Sunday, January 01, 2006

may old aquaintance be forgot

There has got to be a sign in here somewhere. Is it good or bad that I have lost a whole level of sentimentality?

Every single concious year of my life, I have spent the days and hours leading up to New Years trying to hold the previous year in my mind, to appreciate it, mourn it's loss. Every SINGLE year, when everyone screams, "happy new year", my heart breaks. Like with the couch my parents discarded on the front lawn when I was five, I wait pensively at the window and cry until the garbage truck arrives and a new year begins.

"The couch will be cold and lonely", I pleaded to my father. "Please, bring it back in, it's starting to snow!"

This year there were no tears, no ache to keep things from leaving.

I saw this change somewhere else recently, just as unexpectedly. Usually when I go away, I fully enjoy the first half of the trip but in the second, the joy drains out in a less than slow leak until it is unbearable. I sink lower than I ever was before I left. There is a moment when the change happens - another one of those that are difficult to pin down, yet sudden - and I know exactly what's coming and I wish I could just go home and get it over with.
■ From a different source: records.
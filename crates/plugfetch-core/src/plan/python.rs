//! `python3 -c` fallbacks for hosts missing unzip, tar, or a mover.
//!
//! Paths arrive through `sys.argv`; they are never spliced into the source.

/// `python3 -c ZIP_EXTRACT <archive> <dest>`
pub const ZIP_EXTRACT: &str = "\
import sys, zipfile
with zipfile.ZipFile(sys.argv[1]) as archive:
    archive.extractall(sys.argv[2])
";

/// `python3 -c TAR_EXTRACT <archive> <dest>`; compression is auto-detected.
pub const TAR_EXTRACT: &str = "\
import sys, tarfile
with tarfile.open(sys.argv[1], 'r:*') as archive:
    extra = {'filter': 'data'} if hasattr(tarfile, 'data_filter') else {}
    archive.extractall(sys.argv[2], **extra)
";

/// `python3 -c FLATTEN_MOVE <staging> <dest>`
///
/// A lone top-level directory is unwrapped so its children land in `dest`;
/// otherwise every top-level entry moves as is. Existing targets are replaced.
pub const FLATTEN_MOVE: &str = "\
import os, shutil, sys
src, dst = sys.argv[1], sys.argv[2]
entries = os.listdir(src)
if len(entries) == 1 and os.path.isdir(os.path.join(src, entries[0])):
    src = os.path.join(src, entries[0])
    entries = os.listdir(src)
os.makedirs(dst, exist_ok=True)
for name in entries:
    target = os.path.join(dst, name)
    if os.path.isdir(target) and not os.path.islink(target):
        shutil.rmtree(target)
    elif os.path.lexists(target):
        os.remove(target)
    shutil.move(os.path.join(src, name), target)
";

#[cfg(test)]
mod tests {
    use super::*;

    #[test]
    fn scripts_read_paths_from_argv() {
        for script in [ZIP_EXTRACT, TAR_EXTRACT, FLATTEN_MOVE] {
            assert!(script.contains("sys.argv[1]"));
            assert!(script.contains("sys.argv[2]"));
            assert!(!script.contains("sys.argv[3]"));
        }
    }

    #[test]
    fn scripts_are_not_indented_at_top_level() {
        for script in [ZIP_EXTRACT, TAR_EXTRACT, FLATTEN_MOVE] {
            assert!(script.starts_with("import "));
        }
    }
}
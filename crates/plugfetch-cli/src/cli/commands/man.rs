//! `plugfetch man` – render the roff man page.

use anyhow::Result;
use clap::CommandFactory;

use crate::cli::Cli;

pub fn run_man() -> Result<()> {
    let man = clap_mangen::Man::new(Cli::command());
    man.render(&mut std::io::stdout())?;
    Ok(())
}
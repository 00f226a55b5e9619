//! Local directory name derivation.

use url::Url;

use super::normalize::{path_segments, CanonicalUrl};
use super::sanitize::sanitize_component;
use crate::archive::{has_segment, strip_extension, strip_hex_suffix, RAW_CONTENT_HOST};

/// Last-resort name when neither the path nor the host yields anything.
const DEFAULT_NAME: &str = "plugin";

/// Derives the local name for an accepted URL.
///
/// # Examples
///
/// - `https://github.com/Shougo/ddu.vim/archive/refs/heads/main.zip` → `github.com/Shougo/ddu.vim`
/// - `https://raw.githubusercontent.com/o/r/master/colors/candy.vim` → `candy`
/// - `https://example.com/downloads/mylib-abcdef1234567.zip` → `mylib`
pub fn local_name(url: &CanonicalUrl) -> String {
    name_for_url(url.as_url())
}

/// Derives a local name from any string, parsed as a URL when possible.
pub fn local_name_from_str(raw: &str) -> String {
    match Url::parse(raw.trim()) {
        Ok(url) if url.host_str().is_some() => name_for_url(&url),
        _ => name_from_plain_path(raw.trim()),
    }
}

fn name_for_url(url: &Url) -> String {
    let host = url.host_str().unwrap_or_default().to_ascii_lowercase();
    let segments = path_segments(url);

    let raw_name = match segments.as_slice() {
        [.., last] if host == RAW_CONTENT_HOST => strip_extension(last).to_string(),
        [owner, repo, ..] if has_download_marker(&segments) || is_forge(&host) => {
            let repo = repo.strip_suffix(".git").unwrap_or(*repo);
            format!("{host}/{owner}/{repo}")
        }
        [.., last] => strip_hex_suffix(strip_extension(last)).to_string(),
        [] => host.clone(),
    };

    finish(&raw_name, &host)
}

fn name_from_plain_path(raw: &str) -> String {
    let last = raw.split('/').filter(|s| !s.is_empty()).last().unwrap_or_default();
    let last = last.split(['?', '#']).next().unwrap_or_default();
    finish(strip_hex_suffix(strip_extension(last)), "")
}

fn has_download_marker(segments: &[&str]) -> bool {
    has_segment(segments, "archive")
        || has_segment(segments, "get")
        || (has_segment(segments, "releases") && has_segment(segments, "download"))
}

fn is_forge(host: &str) -> bool {
    matches!(host, "github.com" | "gitlab.com" | "bitbucket.org") || host.contains("git")
}

/// Sanitizes each component and guarantees a non-empty result.
fn finish(raw_name: &str, host: &str) -> String {
    let parts: Vec<String> = raw_name
        .split('/')
        .map(sanitize_component)
        .filter(|p| !p.is_empty())
        .collect();
    if !parts.is_empty() {
        return parts.join("/");
    }
    let host = sanitize_component(host);
    if host.is_empty() {
        DEFAULT_NAME.to_string()
    } else {
        host
    }
}
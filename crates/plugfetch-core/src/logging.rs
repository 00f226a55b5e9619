//! Logging init: file under XDG state dir, or graceful fallback to stderr.

use anyhow::{Context, Result};
use std::fs;
use std::io::{self, Write};
use std::path::PathBuf;
use tracing_subscriber::fmt::writer::BoxMakeWriter;
use tracing_subscriber::fmt::MakeWriter;
use tracing_subscriber::EnvFilter;

/// Writer that is either a file or stderr (used when file clone fails).
enum FileOrStderr {
    File(std::fs::File),
    Stderr,
}

impl io::Write for FileOrStderr {
    fn write(&mut self, buf: &[u8]) -> io::Result<usize> {
        match self {
            FileOrStderr::File(f) => f.write(buf),
            FileOrStderr::Stderr => io::stderr().lock().write(buf),
        }
    }

    fn flush(&mut self) -> io::Result<()> {
        match self {
            FileOrStderr::File(f) => f.flush(),
            FileOrStderr::Stderr => io::stderr().lock().flush(),
        }
    }
}

/// Default filter when `RUST_LOG` is unset.
const DEFAULT_FILTER: &str = "info,plugfetch=debug,plugfetch_core=debug";

fn env_filter() -> EnvFilter {
    EnvFilter::try_from_default_env().unwrap_or_else(|_| EnvFilter::new(DEFAULT_FILTER))
}

/// Initialize structured logging to `~/.local/state/plugfetch/plugfetch.log`.
/// On failure (e.g. log dir unwritable), returns Err so the caller can fall back to stderr.
pub fn init_logging() -> Result<()> {
    let xdg_dirs = xdg::BaseDirectories::with_prefix("plugfetch")?;
    let log_dir = xdg_dirs.get_state_home();

    fs::create_dir_all(&log_dir)
        .with_context(|| format!("create log dir: {}", log_dir.display()))?;
    let log_file_path: PathBuf = log_dir.join("plugfetch.log");

    let file = fs::OpenOptions::new()
        .create(true)
        .append(true)
        .open(&log_file_path)?;

    struct FileMakeWriter(std::fs::File);

    impl<'a> MakeWriter<'a> for FileMakeWriter {
        type Writer = FileOrStderr;

        fn make_writer(&'a self) -> Self::Writer {
            self.0
                .try_clone()
                .map(FileOrStderr::File)
                .unwrap_or(FileOrStderr::Stderr)
        }
    }

    let writer: BoxMakeWriter = BoxMakeWriter::new(FileMakeWriter(file));

    tracing_subscriber::fmt()
        .with_env_filter(env_filter())
        .with_writer(writer)
        .with_ansi(false)
        .try_init()
        .map_err(|e| anyhow::anyhow!("install subscriber: {e}"))?;

    tracing::info!("plugfetch logging initialized at {}", log_file_path.display());

    Ok(())
}

/// Initialize logging to stderr only (no file). Use when init_logging() fails so the CLI doesn't crash.
pub fn init_logging_stderr() {
    // A subscriber may already be installed (tests, embedding hosts).
    let _ = tracing_subscriber::fmt()
        .with_env_filter(env_filter())
        .with_writer(std::io::stderr)
        .with_ansi(false)
        .try_init();
}

#[cfg(test)]
mod tests {
    use super::*;

    #[test]
    fn stderr_fallback_writer_accepts_output() {
        let mut w = FileOrStderr::Stderr;
        assert_eq!(w.write(b"").unwrap(), 0);
        w.flush().unwrap();
    }

    #[test]
    fn file_writer_appends() {
        let dir = tempfile::tempdir().unwrap();
        let path = dir.path().join("plugfetch.log");
        let file = fs::File::create(&path).unwrap();
        let mut w = FileOrStderr::File(file);
        w.write_all(b"line\n").unwrap();
        w.flush().unwrap();
        assert_eq!(fs::read_to_string(&path).unwrap(), "line\n");
    }

    #[test]
    fn stderr_init_is_repeatable() {
        init_logging_stderr();
        init_logging_stderr();
    }
}
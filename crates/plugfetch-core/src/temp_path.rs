//! Unique temp path allocation for download blobs and extraction staging.
//!
//! Paths are only named here, never created; the executor creates them when
//! it runs the plan. Root lookup order: explicit root (config `temp_dir`),
//! `PLUGFETCH_TMPDIR`, [`std::env::temp_dir`] (honors `TMPDIR`), then `/tmp`.

use std::path::PathBuf;
use std::sync::atomic::{AtomicU64, Ordering};

/// Environment override for the temp root.
pub const TMPDIR_ENV: &str = "PLUGFETCH_TMPDIR";

const PREFIX: &str = "plugfetch";

static SEQUENCE: AtomicU64 = AtomicU64::new(0);

/// Mints fresh temp paths; every call returns a path no earlier call returned.
pub trait TempPathProvider: Send + Sync {
    /// Path for the downloaded archive blob.
    fn temp_file(&self) -> PathBuf;
    /// Path for the extraction staging directory.
    fn temp_dir(&self) -> PathBuf;
}

/// Temp paths under a resolved system root.
#[derive(Debug, Clone)]
pub struct SystemTempPaths {
    root: PathBuf,
}

impl SystemTempPaths {
    /// Resolves the root, preferring `explicit_root` when given.
    pub fn new(explicit_root: Option<PathBuf>) -> Self {
        let root = explicit_root
            .filter(|p| !p.as_os_str().is_empty())
            .or_else(|| {
                std::env::var_os(TMPDIR_ENV)
                    .filter(|v| !v.is_empty())
                    .map(PathBuf::from)
            })
            .unwrap_or_else(default_root);
        tracing::debug!(root = %root.display(), "temp root resolved");
        Self { root }
    }

    pub fn root(&self) -> &std::path::Path {
        &self.root
    }

    fn unique(&self, kind: &str) -> PathBuf {
        let seq = SEQUENCE.fetch_add(1, Ordering::Relaxed);
        let id = uuid::Uuid::new_v4().simple();
        self.root
            .join(format!("{PREFIX}-{kind}-{}-{seq}-{id}", std::process::id()))
    }
}

impl Default for SystemTempPaths {
    fn default() -> Self {
        Self::new(None)
    }
}

impl TempPathProvider for SystemTempPaths {
    fn temp_file(&self) -> PathBuf {
        self.unique("blob")
    }

    fn temp_dir(&self) -> PathBuf {
        self.unique("stage")
    }
}

fn default_root() -> PathBuf {
    let dir = std::env::temp_dir();
    if dir.as_os_str().is_empty() {
        PathBuf::from("/tmp")
    } else {
        dir
    }
}
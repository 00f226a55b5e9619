//! `plugfetch completions <shell>` – print shell completions.

use anyhow::Result;
use clap::CommandFactory;
use clap_complete::Shell;

use crate::cli::Cli;

pub fn run_completions(shell: Shell) -> Result<()> {
    let mut cmd = Cli::command();
    clap_complete::generate(shell, &mut cmd, "plugfetch", &mut std::io::stdout());
    Ok(())
}
//! CLI parse tests.

use super::{Cli, CliCommand};
use clap::Parser;

pub(super) fn parse(args: &[&str]) -> CliCommand {
    let cli = Cli::try_parse_from(args).unwrap();
    cli.command
}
Neither of these things have happened lately. Last night I felt no saddness when the clock struck midnight - hardly a drop of nostalgia. On this vacation, it almost happened, but then it just never did. I enjoyed virtually every last minute, and was sated when I left for home.

What does all of this mean? Is it bad? Is it that I lost the last scrap of the innocence I vowed I would always hold on to? Will I lose my ability to appreciate life, especially at its deepest ends? Is it that I am jaded? I realize last year I spent New Years at a funeral and last night as a third wheel, but I thought this was more ingrained in my personality than that.
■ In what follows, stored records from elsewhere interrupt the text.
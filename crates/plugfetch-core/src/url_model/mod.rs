//! URL modeling: acceptance rules and local name derivation.
//!
//! [`normalize`] turns an untrusted source string into a [`CanonicalUrl`]
//! (or a [`Rejected`] reason); [`local_name`] derives the deterministic,
//! filesystem-safe directory name the artifact is installed under.

mod naming;
mod normalize;
mod sanitize;

pub use naming::{local_name, local_name_from_str};
pub use normalize::{normalize, CanonicalUrl, Rejected};
pub use sanitize::sanitize_component;

/// Basename of a local name (`github.com/o/repo` → `repo`).
pub fn basename(local_name: &str) -> &str {
    local_name.rsplit('/').next().unwrap_or(local_name)
}
//! Linux-safe sanitization of local name components.

/// Sanitizes one path component of a local name for safe use on Linux.
///
/// - Replaces NUL, `/`, `\`, whitespace and control characters with `_`
/// - Trims leading/trailing spaces and dots
/// - Limits length to 255 bytes (Linux NAME_MAX)
///
/// Returns an empty string when nothing usable remains.
pub fn sanitize_component(name: &str) -> String {
    const NAME_MAX: usize = 255;

    let out: String = name
        .chars()
        .map(|c| {
            if c == '\0' || c == '/' || c == '\\' || c.is_control() || c.is_whitespace() {
                '_'
            } else {
                c
            }
        })
        .collect();

    let trimmed = out.trim_matches(|c| c == ' ' || c == '.');

    if trimmed.len() > NAME_MAX {
        let mut take = NAME_MAX;
        while take > 0 && !trimmed.is_char_boundary(take) {
            take -= 1;
        }
        trimmed[..take].to_string()
    } else {
        trimmed.to_string()
    }
}
//! Session-token authentication extractor for Axum handlers.

use axum::extract::FromRequestParts;
use axum::http::header::AUTHORIZATION;
use axum::http::request::Parts;
use workaround_core::error::CoreError;
use workaround_core::types::DocumentId;

use crate::error::AppError;
use crate::state::AppState;

/// Account resolved from an opaque session token in the `Authorization` header.
///
/// ```ignore
/// async fn my_handler(user: AuthUser) -> AppResult<Json<()>> {
///     tracing::info!(account_id = %user.account_id, role = %user.role, "handling request");
///     Ok(Json(()))
/// }
/// ```
#[derive(Debug, Clone)]
pub struct AuthUser {
    pub account_id: DocumentId,
    pub name: String,
    pub email: String,
    /// The account's role name (e.g. `"worker"`).
    pub role: String,
}

impl FromRequestParts<AppState> for AuthUser {
    type Rejection = AppError;

    async fn from_request_parts(
        parts: &mut Parts,
        state: &AppState,
    ) -> Result<Self, Self::Rejection> {
        let auth_header = parts
            .headers
            .get(AUTHORIZATION)
            .and_then(|v| v.to_str().ok())
            .ok_or_else(|| {
                AppError::Core(CoreError::Unauthorized(
                    "Missing Authorization header".into(),
                ))
            })?;

        let token = auth_header.strip_prefix("Bearer ").ok_or_else(|| {
            AppError::Core(CoreError::Unauthorized(
                "Invalid Authorization format. Expected: Bearer <token>".into(),
            ))
        })?;

        let account = state.auth.authenticate(token.trim()).await?;

        Ok(AuthUser {
            account_id: account.id,
            name: account.name,
            email: account.email,
            role: account.role,
        })
    }
}
//! Opaque session tokens.
//!
//! A token is 24 random bytes, hex encoded. It carries no structure and is
//! valid only because a matching record exists in the `session` collection.

use chrono::{Duration, Utc};
use rand::RngCore;
use workaround_core::error::AuthError;
use workaround_core::types::Timestamp;
use workaround_db::models::session::{CreateSession, Session};
use workaround_db::repositories::SessionRepo;
use workaround_db::DocumentStore;

use super::storage_unavailable;

/// Random bytes per token (48 hex characters).
pub const TOKEN_BYTES: usize = 24;

/// Mint a new unpredictable session token.
pub fn mint_token() -> String {
    let mut bytes = [0u8; TOKEN_BYTES];
    rand::rng().fill_bytes(&mut bytes);
    hex::encode(bytes)
}

/// Record `token` as a session owned by `owner_id`, stamped with the current
/// UTC time.
///
/// The owner is not checked for existence here.
pub async fn create_session(
    store: &dyn DocumentStore,
    owner_id: &str,
    token: String,
) -> Result<Session, AuthError> {
    let input = CreateSession {
        owner_id: owner_id.to_string(),
        token,
        created_at: Utc::now(),
    };
    SessionRepo::create(store, &input)
        .await
        .map_err(storage_unavailable)
}

/// How long a session token is honoured after creation.
///
/// `ttl: None` means tokens never expire and stay valid until the record is
/// removed from the store.
#[derive(Debug, Clone, Copy, Default, PartialEq, Eq)]
pub struct SessionPolicy {
    pub ttl: Option<Duration>,
}

impl SessionPolicy {
    pub fn with_ttl(ttl: Duration) -> Self {
        Self { ttl: Some(ttl) }
    }

    /// `true` if the session is past its TTL at `now`.
    pub fn is_expired(&self, session: &Session, now: Timestamp) -> bool {
        match self.ttl {
            Some(ttl) => session.created_at + ttl <= now,
            None => false,
        }
    }
}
Maybe it's a good thing. Maybe, like with my fear of flying, my inability to feel full-thickness happy has fallen away. Maybe it turns out that the guilt stiches I was put together with were actually the dissolveable kind. Maybe it means one step closer to freedom. Even better, maybe there will be no price to pay.

Good or bad? Which is it?

7 comments:

Unknown said...

not good or bad. only to your old way of thinking would it be bad, because there is a loss of something. i'd have to imagine it's necessary since it happens to all but the most foolish of us. practically, i think all it means is that we'll feel more slowly. events are on a graded scale built from experience, now. unromantic, to the young, firey student but wise and unshakable for the adult moving forward to really living.

RONIN said...

I agree with Jason. It's not good or bad. Time does seem to speed up as we get older. The accumulation of all those years means we naturally spend less time thinking about any particular year gone by and more time trying to enjoy the years we have left. At least that's how I think of it...

Rachel said...

I think you both have a good point, Ronin and Jason - Jason? Who knew Chapfu had a real name? I guess you guys are seeing the grey - I think we are all better at seeing grey in other people's situations than our own.

Unknown said...

yeah. jason. thanks for busting me, ronin! it's not so secret, i guess. my linked flickr account has my name on it.

Anonymous said...

i know Ronin's real name
should i bust him?

amp

Anonymous said...

the couch memory left a comfortable ache in my chest.

Rachel said...

And I know yours amp.

Anon: I love that I can transmit the feeling.